Information:
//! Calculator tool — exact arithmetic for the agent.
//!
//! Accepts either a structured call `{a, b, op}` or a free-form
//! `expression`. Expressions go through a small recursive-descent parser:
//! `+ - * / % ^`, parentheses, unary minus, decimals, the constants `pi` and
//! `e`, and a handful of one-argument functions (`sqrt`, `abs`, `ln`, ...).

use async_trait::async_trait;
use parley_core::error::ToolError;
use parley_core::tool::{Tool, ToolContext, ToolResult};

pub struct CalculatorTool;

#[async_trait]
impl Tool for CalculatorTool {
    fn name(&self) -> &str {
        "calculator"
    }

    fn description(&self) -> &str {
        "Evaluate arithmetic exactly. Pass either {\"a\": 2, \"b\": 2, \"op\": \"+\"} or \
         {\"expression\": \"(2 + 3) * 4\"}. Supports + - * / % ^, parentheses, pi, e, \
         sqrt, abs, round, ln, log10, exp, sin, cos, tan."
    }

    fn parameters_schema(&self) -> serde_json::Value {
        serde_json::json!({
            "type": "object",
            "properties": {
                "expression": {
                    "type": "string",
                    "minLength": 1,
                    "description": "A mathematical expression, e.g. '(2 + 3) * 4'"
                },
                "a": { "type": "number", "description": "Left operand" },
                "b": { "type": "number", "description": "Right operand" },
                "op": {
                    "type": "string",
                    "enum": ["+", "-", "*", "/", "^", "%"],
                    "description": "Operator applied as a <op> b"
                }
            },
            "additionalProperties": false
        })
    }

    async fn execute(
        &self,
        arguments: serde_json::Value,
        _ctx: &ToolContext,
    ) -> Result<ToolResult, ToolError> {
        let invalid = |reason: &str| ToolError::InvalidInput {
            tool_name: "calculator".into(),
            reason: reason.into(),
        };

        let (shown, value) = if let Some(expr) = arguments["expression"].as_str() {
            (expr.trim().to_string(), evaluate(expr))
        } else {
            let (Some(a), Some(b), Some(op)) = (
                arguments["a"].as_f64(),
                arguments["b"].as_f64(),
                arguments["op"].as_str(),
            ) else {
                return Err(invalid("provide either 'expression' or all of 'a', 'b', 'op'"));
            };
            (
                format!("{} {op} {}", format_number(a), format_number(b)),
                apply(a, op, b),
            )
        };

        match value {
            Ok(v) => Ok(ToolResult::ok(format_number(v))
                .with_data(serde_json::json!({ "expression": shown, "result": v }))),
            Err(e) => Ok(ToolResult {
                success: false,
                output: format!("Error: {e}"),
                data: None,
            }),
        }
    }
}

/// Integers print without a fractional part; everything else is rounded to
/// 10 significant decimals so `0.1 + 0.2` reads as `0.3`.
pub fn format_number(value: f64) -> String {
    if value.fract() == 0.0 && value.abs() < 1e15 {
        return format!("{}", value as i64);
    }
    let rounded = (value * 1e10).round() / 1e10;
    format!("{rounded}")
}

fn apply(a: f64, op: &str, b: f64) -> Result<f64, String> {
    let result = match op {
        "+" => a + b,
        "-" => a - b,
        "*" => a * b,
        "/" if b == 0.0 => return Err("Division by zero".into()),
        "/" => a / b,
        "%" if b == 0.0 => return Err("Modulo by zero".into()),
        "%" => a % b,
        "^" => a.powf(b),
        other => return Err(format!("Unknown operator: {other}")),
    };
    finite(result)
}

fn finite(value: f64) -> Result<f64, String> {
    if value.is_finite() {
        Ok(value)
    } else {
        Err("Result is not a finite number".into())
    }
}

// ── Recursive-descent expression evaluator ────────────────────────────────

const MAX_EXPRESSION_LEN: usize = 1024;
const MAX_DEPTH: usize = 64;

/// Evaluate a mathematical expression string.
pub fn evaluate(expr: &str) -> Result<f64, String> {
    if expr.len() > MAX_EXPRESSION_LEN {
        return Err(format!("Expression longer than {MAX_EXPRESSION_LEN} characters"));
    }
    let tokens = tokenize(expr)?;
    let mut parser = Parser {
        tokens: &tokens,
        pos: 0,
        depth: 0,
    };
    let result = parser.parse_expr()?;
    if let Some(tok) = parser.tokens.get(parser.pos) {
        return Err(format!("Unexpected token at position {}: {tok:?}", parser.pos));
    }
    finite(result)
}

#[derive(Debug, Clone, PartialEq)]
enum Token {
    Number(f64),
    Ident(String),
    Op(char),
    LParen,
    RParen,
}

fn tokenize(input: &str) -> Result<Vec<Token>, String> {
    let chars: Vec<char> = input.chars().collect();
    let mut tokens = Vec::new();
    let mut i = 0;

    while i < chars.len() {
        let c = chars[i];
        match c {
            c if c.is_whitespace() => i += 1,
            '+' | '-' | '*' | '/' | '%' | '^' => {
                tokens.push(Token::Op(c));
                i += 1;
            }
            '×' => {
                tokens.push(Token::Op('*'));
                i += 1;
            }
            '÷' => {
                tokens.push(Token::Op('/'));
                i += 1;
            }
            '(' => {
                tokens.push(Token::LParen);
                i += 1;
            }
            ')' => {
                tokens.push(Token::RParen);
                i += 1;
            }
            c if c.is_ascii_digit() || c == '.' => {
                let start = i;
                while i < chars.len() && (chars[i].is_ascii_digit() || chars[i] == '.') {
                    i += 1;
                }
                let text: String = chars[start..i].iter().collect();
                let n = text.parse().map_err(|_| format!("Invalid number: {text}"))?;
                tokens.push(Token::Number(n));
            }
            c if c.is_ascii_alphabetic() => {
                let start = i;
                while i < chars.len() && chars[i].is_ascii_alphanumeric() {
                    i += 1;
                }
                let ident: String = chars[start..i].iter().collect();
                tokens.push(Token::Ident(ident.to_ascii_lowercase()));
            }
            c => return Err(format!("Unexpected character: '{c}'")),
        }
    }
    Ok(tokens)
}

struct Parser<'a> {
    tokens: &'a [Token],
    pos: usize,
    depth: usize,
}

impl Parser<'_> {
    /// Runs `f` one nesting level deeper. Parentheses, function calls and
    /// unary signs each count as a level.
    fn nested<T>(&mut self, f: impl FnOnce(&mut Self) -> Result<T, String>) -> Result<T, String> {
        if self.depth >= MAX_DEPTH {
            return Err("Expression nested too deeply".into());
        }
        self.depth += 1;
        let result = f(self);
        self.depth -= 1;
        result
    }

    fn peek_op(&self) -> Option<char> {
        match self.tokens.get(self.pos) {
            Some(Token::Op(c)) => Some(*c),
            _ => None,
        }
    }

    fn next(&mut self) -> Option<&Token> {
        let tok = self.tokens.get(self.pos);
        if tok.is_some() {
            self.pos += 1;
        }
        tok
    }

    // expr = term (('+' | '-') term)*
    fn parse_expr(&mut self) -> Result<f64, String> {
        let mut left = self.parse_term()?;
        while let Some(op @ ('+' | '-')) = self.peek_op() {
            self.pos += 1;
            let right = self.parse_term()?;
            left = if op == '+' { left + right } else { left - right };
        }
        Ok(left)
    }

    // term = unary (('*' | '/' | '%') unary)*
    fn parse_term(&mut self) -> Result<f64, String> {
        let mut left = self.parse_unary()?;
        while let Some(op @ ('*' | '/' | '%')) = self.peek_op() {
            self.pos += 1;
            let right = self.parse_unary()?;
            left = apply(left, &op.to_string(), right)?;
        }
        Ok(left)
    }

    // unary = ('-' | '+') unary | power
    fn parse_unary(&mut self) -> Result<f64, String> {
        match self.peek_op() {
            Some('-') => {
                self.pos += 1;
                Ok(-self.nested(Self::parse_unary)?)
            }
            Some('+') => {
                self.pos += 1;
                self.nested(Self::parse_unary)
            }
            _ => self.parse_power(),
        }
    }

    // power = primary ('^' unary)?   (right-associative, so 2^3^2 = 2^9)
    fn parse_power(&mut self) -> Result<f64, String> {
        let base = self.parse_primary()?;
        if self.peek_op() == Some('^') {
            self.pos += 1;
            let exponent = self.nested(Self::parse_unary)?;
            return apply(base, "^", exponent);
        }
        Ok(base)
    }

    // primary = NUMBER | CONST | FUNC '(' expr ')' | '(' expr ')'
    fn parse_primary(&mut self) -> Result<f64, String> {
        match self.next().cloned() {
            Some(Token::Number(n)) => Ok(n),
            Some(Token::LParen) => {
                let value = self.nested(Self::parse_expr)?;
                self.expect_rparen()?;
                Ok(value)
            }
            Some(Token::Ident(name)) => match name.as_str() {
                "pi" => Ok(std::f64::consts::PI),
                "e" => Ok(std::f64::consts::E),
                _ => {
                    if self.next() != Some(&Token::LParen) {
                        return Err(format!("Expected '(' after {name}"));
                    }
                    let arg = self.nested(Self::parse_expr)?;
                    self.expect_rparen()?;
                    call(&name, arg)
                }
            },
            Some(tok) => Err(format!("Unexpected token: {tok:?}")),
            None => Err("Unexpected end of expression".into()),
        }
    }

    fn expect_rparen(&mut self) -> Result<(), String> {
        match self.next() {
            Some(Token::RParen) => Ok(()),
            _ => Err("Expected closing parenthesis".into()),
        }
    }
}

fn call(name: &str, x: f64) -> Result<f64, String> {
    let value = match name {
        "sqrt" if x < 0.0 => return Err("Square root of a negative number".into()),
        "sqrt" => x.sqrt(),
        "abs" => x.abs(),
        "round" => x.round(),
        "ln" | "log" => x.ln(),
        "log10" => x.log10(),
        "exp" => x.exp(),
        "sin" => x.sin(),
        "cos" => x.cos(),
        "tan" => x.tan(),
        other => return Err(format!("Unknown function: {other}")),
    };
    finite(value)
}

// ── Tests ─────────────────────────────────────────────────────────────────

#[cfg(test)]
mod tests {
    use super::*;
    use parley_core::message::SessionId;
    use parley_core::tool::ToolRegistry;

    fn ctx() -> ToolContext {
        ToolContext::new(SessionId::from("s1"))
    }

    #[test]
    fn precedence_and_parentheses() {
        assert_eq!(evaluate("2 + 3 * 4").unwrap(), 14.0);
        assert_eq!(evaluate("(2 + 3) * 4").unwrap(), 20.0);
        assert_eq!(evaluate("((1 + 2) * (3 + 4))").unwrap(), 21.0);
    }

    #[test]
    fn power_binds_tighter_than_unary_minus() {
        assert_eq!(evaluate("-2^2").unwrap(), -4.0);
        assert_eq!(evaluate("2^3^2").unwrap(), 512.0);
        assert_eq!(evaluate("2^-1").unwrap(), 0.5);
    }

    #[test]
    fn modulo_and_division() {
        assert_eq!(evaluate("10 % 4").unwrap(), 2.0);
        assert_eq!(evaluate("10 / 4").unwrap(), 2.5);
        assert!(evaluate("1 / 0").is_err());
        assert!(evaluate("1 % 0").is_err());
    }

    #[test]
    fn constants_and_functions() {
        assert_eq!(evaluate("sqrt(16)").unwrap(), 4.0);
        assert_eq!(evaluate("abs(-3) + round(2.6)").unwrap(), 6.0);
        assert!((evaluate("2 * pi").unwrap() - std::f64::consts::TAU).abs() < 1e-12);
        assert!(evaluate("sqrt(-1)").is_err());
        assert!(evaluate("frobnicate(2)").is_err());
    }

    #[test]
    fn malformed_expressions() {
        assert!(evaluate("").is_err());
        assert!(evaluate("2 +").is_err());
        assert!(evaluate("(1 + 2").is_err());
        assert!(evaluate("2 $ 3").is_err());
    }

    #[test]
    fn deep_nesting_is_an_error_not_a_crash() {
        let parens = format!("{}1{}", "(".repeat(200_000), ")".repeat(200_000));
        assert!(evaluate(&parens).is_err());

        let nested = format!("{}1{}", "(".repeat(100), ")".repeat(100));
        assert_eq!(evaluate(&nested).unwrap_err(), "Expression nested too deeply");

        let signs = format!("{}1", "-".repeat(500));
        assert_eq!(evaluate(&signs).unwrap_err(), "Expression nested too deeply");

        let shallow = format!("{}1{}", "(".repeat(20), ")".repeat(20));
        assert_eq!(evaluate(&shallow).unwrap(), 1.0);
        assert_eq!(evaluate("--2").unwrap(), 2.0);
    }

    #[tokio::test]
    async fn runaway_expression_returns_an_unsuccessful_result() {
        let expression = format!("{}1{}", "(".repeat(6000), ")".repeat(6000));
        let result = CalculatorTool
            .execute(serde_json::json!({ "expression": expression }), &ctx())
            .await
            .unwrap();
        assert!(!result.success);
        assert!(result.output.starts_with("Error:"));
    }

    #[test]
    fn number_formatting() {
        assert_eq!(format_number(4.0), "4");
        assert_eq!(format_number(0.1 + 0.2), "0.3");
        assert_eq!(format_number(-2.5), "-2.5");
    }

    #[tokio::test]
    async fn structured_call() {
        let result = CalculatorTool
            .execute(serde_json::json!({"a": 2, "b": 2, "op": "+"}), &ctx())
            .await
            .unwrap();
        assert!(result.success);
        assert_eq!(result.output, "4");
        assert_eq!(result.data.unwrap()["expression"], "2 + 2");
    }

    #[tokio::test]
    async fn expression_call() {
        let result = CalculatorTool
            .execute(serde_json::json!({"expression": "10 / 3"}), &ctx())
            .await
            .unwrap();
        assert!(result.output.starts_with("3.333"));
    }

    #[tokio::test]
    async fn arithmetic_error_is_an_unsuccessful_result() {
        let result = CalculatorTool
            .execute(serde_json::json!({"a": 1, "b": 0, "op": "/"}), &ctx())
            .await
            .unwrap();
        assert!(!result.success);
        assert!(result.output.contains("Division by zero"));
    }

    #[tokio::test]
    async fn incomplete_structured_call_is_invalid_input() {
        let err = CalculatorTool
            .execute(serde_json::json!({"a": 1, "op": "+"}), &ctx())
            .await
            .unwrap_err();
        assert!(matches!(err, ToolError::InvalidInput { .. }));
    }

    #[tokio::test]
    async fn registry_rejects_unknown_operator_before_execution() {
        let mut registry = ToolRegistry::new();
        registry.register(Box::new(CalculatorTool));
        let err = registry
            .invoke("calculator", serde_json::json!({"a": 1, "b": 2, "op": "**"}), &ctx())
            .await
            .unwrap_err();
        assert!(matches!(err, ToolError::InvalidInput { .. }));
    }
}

Problem statement:
How many lines in these records hold the string "output"? Reply with the number alone.

Exercise result:
5